Former New York Police Department Inspector Stephen Nasta criticized the department's response, saying officers could have created a diversion or commandeered an armored car, bus or heavy construction equipment to reach O'Sullivan sooner.
But Tuesday, Denis O'Sullivan said any notion that police officers are responsible for his daughter's death is "extremely offensive and hurtful."
"We are here today due to the negative and misleading and hurtful information that has been spread about our Sacramento police department and family," O'Sullivan told reporters on Tuesday. "In no way will we ever place blame on any of the officers who displayed such professionalism and courage during this tragedy."

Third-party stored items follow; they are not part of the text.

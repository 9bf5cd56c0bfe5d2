//! 可观测性

use tracing_subscriber::{fmt, prelude::*, EnvFilter};

/// 初始化 tracing；RUST_LOG 优先，未设置时为 info
pub fn init() {
    let filter = EnvFilter::try_from_default_env().unwrap_or_else(|_| EnvFilter::new("info"));
    tracing_subscriber::registry()
        .with(filter)
        .with(fmt::layer().with_writer(std::io::stderr))
        .init();
}
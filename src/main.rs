//! Brandsmith 命令行入口
//!
//! 用法: brandsmith <request.json> [--out DIR] [--seed DIR]
//! - request.json：GenerationRequest（camelCase）
//! - --seed：把目录下已有文件作为 currentFiles
//! - --out：把最终文件集写入目录（默认 ./generated）
//! 事件帧以 NDJSON 输出到 stdout，日志输出到 stderr。

use std::io::Write;
use std::path::{Path, PathBuf};
use std::sync::Arc;
use std::time::Duration;

use anyhow::{bail, Context};
use tokio_util::sync::CancellationToken;
use walkdir::WalkDir;

use brandsmith::config::{load_config, PipelineConfig};
use brandsmith::llm::create_llm_from_config;
use brandsmith::pipeline::{
    FileSet, GenerationRequest, LlmHandlers, Orchestrator, StreamConsumer, StreamOutcome,
};

struct CliArgs {
    request: PathBuf,
    out: PathBuf,
    seed: Option<PathBuf>,
}

fn parse_args() -> anyhow::Result<CliArgs> {
    let mut args = std::env::args().skip(1);
    let mut request = None;
    let mut out = PathBuf::from("generated");
    let mut seed = None;
    while let Some(arg) = args.next() {
        match arg.as_str() {
            "--out" => out = PathBuf::from(args.next().context("--out requires a directory")?),
            "--seed" => seed = Some(PathBuf::from(args.next().context("--seed requires a directory")?)),
            _ if request.is_none() => request = Some(PathBuf::from(&arg)),
            other => bail!("Unexpected argument: {}", other),
        }
    }
    let Some(request) = request else {
        bail!("Usage: brandsmith <request.json> [--out DIR] [--seed DIR]");
    };
    Ok(CliArgs { request, out, seed })
}

/// 读取目录下所有文本文件（跳过 node_modules 与隐藏目录）
fn read_seed_files(dir: &Path) -> anyhow::Result<FileSet> {
    let mut files = FileSet::new();
    let walker = WalkDir::new(dir).into_iter().filter_entry(|e| {
        let name = e.file_name().to_string_lossy();
        e.depth() == 0 || !(name.starts_with('.') || name == "node_modules")
    });
    for entry in walker {
        let entry = entry?;
        if !entry.file_type().is_file() {
            continue;
        }
        let rel = entry.path().strip_prefix(dir)?;
        match std::fs::read_to_string(entry.path()) {
            Ok(content) => {
                files.insert(rel.to_string_lossy().replace('\\', "/"), content);
            }
            Err(e) => tracing::debug!("Skipping {}: {}", rel.display(), e),
        }
    }
    Ok(files)
}

fn write_files(dir: &Path, files: &FileSet) -> anyhow::Result<()> {
    for (path, content) in files.iter() {
        let target = dir.join(path);
        if let Some(parent) = target.parent() {
            std::fs::create_dir_all(parent)
                .with_context(|| format!("Failed to create {}", parent.display()))?;
        }
        std::fs::write(&target, content)
            .with_context(|| format!("Failed to write {}", target.display()))?;
    }
    Ok(())
}

#[tokio::main]
async fn main() -> anyhow::Result<()> {
    brandsmith::observability::init();

    let args = parse_args()?;
    let cfg = load_config(None).context("Failed to load config")?;

    let raw = std::fs::read_to_string(&args.request)
        .with_context(|| format!("Failed to read {}", args.request.display()))?;
    let mut request: GenerationRequest =
        serde_json::from_str(&raw).context("Invalid generation request")?;
    if let Some(seed_dir) = &args.seed {
        let seeded = read_seed_files(seed_dir)?;
        tracing::info!(files = seeded.len(), "Loaded seed files");
        request.current_files.overlay(&seeded);
    }

    let llm = create_llm_from_config(&cfg);
    let pipeline_cfg = PipelineConfig::from(&cfg);
    let handlers = Arc::new(LlmHandlers::new(
        Arc::clone(&llm),
        pipeline_cfg.model.clone(),
        Duration::from_secs(cfg.llm.request_timeout_secs),
        pipeline_cfg.agentic_max_steps,
    ));
    let orchestrator = Arc::new(Orchestrator::new(Arc::clone(&llm), handlers, pipeline_cfg));

    // Ctrl-C 取消本次生成
    let cancel = CancellationToken::new();
    let ctrl_c_cancel = cancel.clone();
    tokio::spawn(async move {
        if tokio::signal::ctrl_c().await.is_ok() {
            ctrl_c_cancel.cancel();
        }
    });

    let (mut rx, handle) = orchestrator.spawn(request, cancel);
    let mut consumer = StreamConsumer::new();
    consumer.begin();
    let stdout = std::io::stdout();
    while let Some(event) = rx.recv().await {
        {
            let mut out = stdout.lock();
            out.write_all(event.to_ndjson_line().as_bytes())?;
            out.flush()?;
        }
        if !consumer.apply(event) {
            break;
        }
    }

    let result = handle.await.context("Generation task failed")?;
    let (prompt_tokens, completion_tokens, total_tokens) = llm.token_usage();
    tracing::info!(prompt_tokens, completion_tokens, total_tokens, "Token usage");

    // 成功时写最终文件集；失败或取消时写已推送的部分文件
    let files = match &result {
        Ok(done) => &done.files,
        Err(_) => consumer.files(),
    };
    write_files(&args.out, files)?;
    eprintln!("Wrote {} files to {}", files.len(), args.out.display());

    match (consumer.outcome(), result) {
        (Some(StreamOutcome::Done(_)), Ok(_)) => Ok(()),
        (_, Err(e)) => Err(e).context("Generation did not complete"),
        (_, Ok(_)) => bail!("Event stream ended without a terminal frame"),
    }
}
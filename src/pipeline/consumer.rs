//! 调用方侧的流消费者：把事件帧归并为最终文件集
//!
//! 每次新的生成开始时必须先把累积的文件集清空，绝不与上一次调用的结果合并。

use tokio::sync::mpsc;

use crate::pipeline::{DoneSummary, FileSet, PipelineStage, StreamEvent};

/// 流的终止状态
#[derive(Debug, Clone, PartialEq, Eq)]
pub enum StreamOutcome {
    Done(DoneSummary),
    Failed { message: String, cancelled: bool },
}

/// 事件归并器
#[derive(Debug, Default)]
pub struct StreamConsumer {
    /// 第几次生成（每次 begin 自增）
    generation: u64,
    files: FileSet,
    messages: Vec<String>,
    stage: Option<PipelineStage>,
    tool_calls: Vec<String>,
    packages: Vec<String>,
    outcome: Option<StreamOutcome>,
}

impl StreamConsumer {
    pub fn new() -> Self {
        Self::default()
    }

    /// 开始一次新生成：清空所有累积状态
    pub fn begin(&mut self) {
        self.generation += 1;
        self.files = FileSet::new();
        self.messages.clear();
        self.stage = None;
        self.tool_calls.clear();
        self.packages.clear();
        self.outcome = None;
    }

    /// 归并一个事件；终止后到达的事件被忽略并返回 false
    pub fn apply(&mut self, event: StreamEvent) -> bool {
        if self.outcome.is_some() {
            return false;
        }
        match event {
            StreamEvent::Status { stage, .. } => self.stage = Some(stage),
            StreamEvent::FileCreated { path, content } | StreamEvent::FileEdited { path, content } => {
                self.files.insert(path, content);
            }
            StreamEvent::ToolCall { tool, .. } => self.tool_calls.push(tool),
            StreamEvent::Message { text } => self.messages.push(text),
            StreamEvent::InstallPackages { packages } => self.packages.extend(packages),
            StreamEvent::Done(summary) => {
                self.files.retain_paths(&summary.files);
                self.outcome = Some(StreamOutcome::Done(summary));
            }
            StreamEvent::Error { message, cancelled } => {
                self.outcome = Some(StreamOutcome::Failed { message, cancelled })
            }
        }
        true
    }

    /// 消费整条流直到终止帧或通道关闭；开始前先重置
    pub async fn consume(&mut self, mut rx: mpsc::Receiver<StreamEvent>) -> Option<&StreamOutcome> {
        self.begin();
        while let Some(event) = rx.recv().await {
            self.apply(event);
            if self.outcome.is_some() {
                break;
            }
        }
        self.outcome.as_ref()
    }

    pub fn generation(&self) -> u64 {
        self.generation
    }

    pub fn files(&self) -> &FileSet {
        &self.files
    }

    pub fn messages(&self) -> &[String] {
        &self.messages
    }

    pub fn stage(&self) -> Option<PipelineStage> {
        self.stage
    }

    pub fn tool_calls(&self) -> &[String] {
        &self.tool_calls
    }

    pub fn packages(&self) -> &[String] {
        &self.packages
    }

    pub fn outcome(&self) -> Option<&StreamOutcome> {
        self.outcome.as_ref()
    }
}
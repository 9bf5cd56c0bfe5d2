//! Brandsmith - 品牌站点生成流水线
//!
//! 模块划分：
//! - **config**: 应用配置加载（TOML + 环境变量）
//! - **core**: 错误类型、生成登记表（取消 / 过期清理）
//! - **llm**: LLM 客户端抽象与实现（OpenAI 兼容 / DeepSeek / Mock）
//! - **observability**: tracing 初始化
//! - **pipeline**: 规划、设计、编码、校验、修复与流式事件

pub mod config;
pub mod core;
pub mod llm;
pub mod observability;
pub mod pipeline;

pub use pipeline::{
    GenerationRequest, GenerationResult, LlmHandlers, Orchestrator, StreamConsumer, StreamEvent,
};
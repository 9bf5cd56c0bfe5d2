//! 生成登记表
//!
//! 按生成 ID 记录进行中的调用（取消令牌、状态、时间戳），单写锁保护；
//! 结束后的记录由后台清理任务按固定间隔显式淘汰，不依赖零散的定时器。

use std::collections::HashMap;
use std::sync::Arc;
use std::time::{Duration, Instant};

use chrono::{DateTime, Utc};
use serde::Serialize;
use tokio::sync::RwLock;
use tokio::task::JoinHandle;
use tokio_util::sync::CancellationToken;

/// 生成 ID
pub type GenerationId = String;

/// 单次生成的运行状态
#[derive(Debug, Clone, Copy, PartialEq, Eq, Serialize)]
#[serde(rename_all = "snake_case")]
pub enum GenerationStatus {
    Running,
    Completed,
    Failed,
    Cancelled,
}

impl GenerationStatus {
    pub fn is_finished(&self) -> bool {
        !matches!(self, GenerationStatus::Running)
    }
}

/// 登记表中的单条记录
#[derive(Debug)]
pub struct GenerationEntry {
    pub id: GenerationId,
    /// 调用方会话（同一会话可并发多次生成，彼此独立）
    pub session_id: String,
    pub status: GenerationStatus,
    pub cancel_token: CancellationToken,
    pub started_at: DateTime<Utc>,
    /// 最近一次状态变化
    last_change: Instant,
}

/// 对外展示用快照
#[derive(Debug, Clone, Serialize)]
pub struct GenerationSnapshot {
    pub id: GenerationId,
    pub session_id: String,
    pub status: GenerationStatus,
    pub started_at: DateTime<Utc>,
}

/// 生成登记表
#[derive(Debug)]
pub struct GenerationRegistry {
    entries: RwLock<HashMap<GenerationId, GenerationEntry>>,
    /// 结束后保留时长
    ttl: Duration,
}

impl GenerationRegistry {
    pub fn new(ttl: Duration) -> Self {
        Self {
            entries: RwLock::new(HashMap::new()),
            ttl,
        }
    }

    /// 登记一次新生成，返回 ID 与取消令牌
    pub async fn register(&self, session_id: &str) -> (GenerationId, CancellationToken) {
        let id = format!("gen_{}", uuid::Uuid::new_v4());
        let token = CancellationToken::new();
        let entry = GenerationEntry {
            id: id.clone(),
            session_id: session_id.to_string(),
            status: GenerationStatus::Running,
            cancel_token: token.clone(),
            started_at: Utc::now(),
            last_change: Instant::now(),
        };
        self.entries.write().await.insert(id.clone(), entry);
        (id, token)
    }

    /// 取消进行中的生成；不存在或已结束时返回 false
    pub async fn cancel(&self, id: &str) -> bool {
        let mut entries = self.entries.write().await;
        match entries.get_mut(id) {
            Some(entry) if !entry.status.is_finished() => {
                entry.cancel_token.cancel();
                entry.status = GenerationStatus::Cancelled;
                entry.last_change = Instant::now();
                true
            }
            _ => false,
        }
    }

    /// 标记结束（已取消的记录保持 Cancelled）
    pub async fn finish(&self, id: &str, status: GenerationStatus) {
        let mut entries = self.entries.write().await;
        if let Some(entry) = entries.get_mut(id) {
            if entry.status != GenerationStatus::Cancelled {
                entry.status = status;
            }
            entry.last_change = Instant::now();
        }
    }

    pub async fn get(&self, id: &str) -> Option<GenerationSnapshot> {
        self.entries.read().await.get(id).map(|e| GenerationSnapshot {
            id: e.id.clone(),
            session_id: e.session_id.clone(),
            status: e.status,
            started_at: e.started_at,
        })
    }

    /// 某会话下仍在运行的生成数
    pub async fn running_for_session(&self, session_id: &str) -> usize {
        self.entries
            .read()
            .await
            .values()
            .filter(|e| e.session_id == session_id && !e.status.is_finished())
            .count()
    }

    /// 淘汰已结束且超过 TTL 的记录，返回淘汰数量
    pub async fn sweep_expired(&self) -> usize {
        let mut entries = self.entries.write().await;
        let before = entries.len();
        let ttl = self.ttl;
        entries.retain(|_, e| !(e.status.is_finished() && e.last_change.elapsed() >= ttl));
        before - entries.len()
    }

    pub async fn len(&self) -> usize {
        self.entries.read().await.len()
    }

    pub async fn is_empty(&self) -> bool {
        self.entries.read().await.is_empty()
    }

    /// 启动后台清理任务：每隔 interval 调用一次 sweep_expired，shutdown 触发后退出
    pub fn spawn_sweeper(
        self: &Arc<Self>,
        interval: Duration,
        shutdown: CancellationToken,
    ) -> JoinHandle<()> {
        let registry = Arc::clone(self);
        tokio::spawn(async move {
            let mut ticker = tokio::time::interval(interval);
            loop {
                tokio::select! {
                    _ = shutdown.cancelled() => break,
                    _ = ticker.tick() => {
                        let evicted = registry.sweep_expired().await;
                        if evicted > 0 {
                            tracing::debug!(evicted, "Evicted finished generations");
                        }
                    }
                }
            }
        })
    }
}

impl Default for GenerationRegistry {
    fn default() -> Self {
        Self::new(Duration::from_secs(600))
    }
}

O'Sullivan's mother, Kelley O'Sullivan, stood behind her husband of 26 years while clutching a Sacramento Police Department flag. They were surrounded by more than 50 police officers, including people who trained their daughter.
O'Sullivan had been on the job six months and was still completing her training when she was killed.
"We know that this police department provided the best training for Tara," Denis O'Sullivan said. "For that we are always grateful."
A memorial service is scheduled for Thursday in Roseville.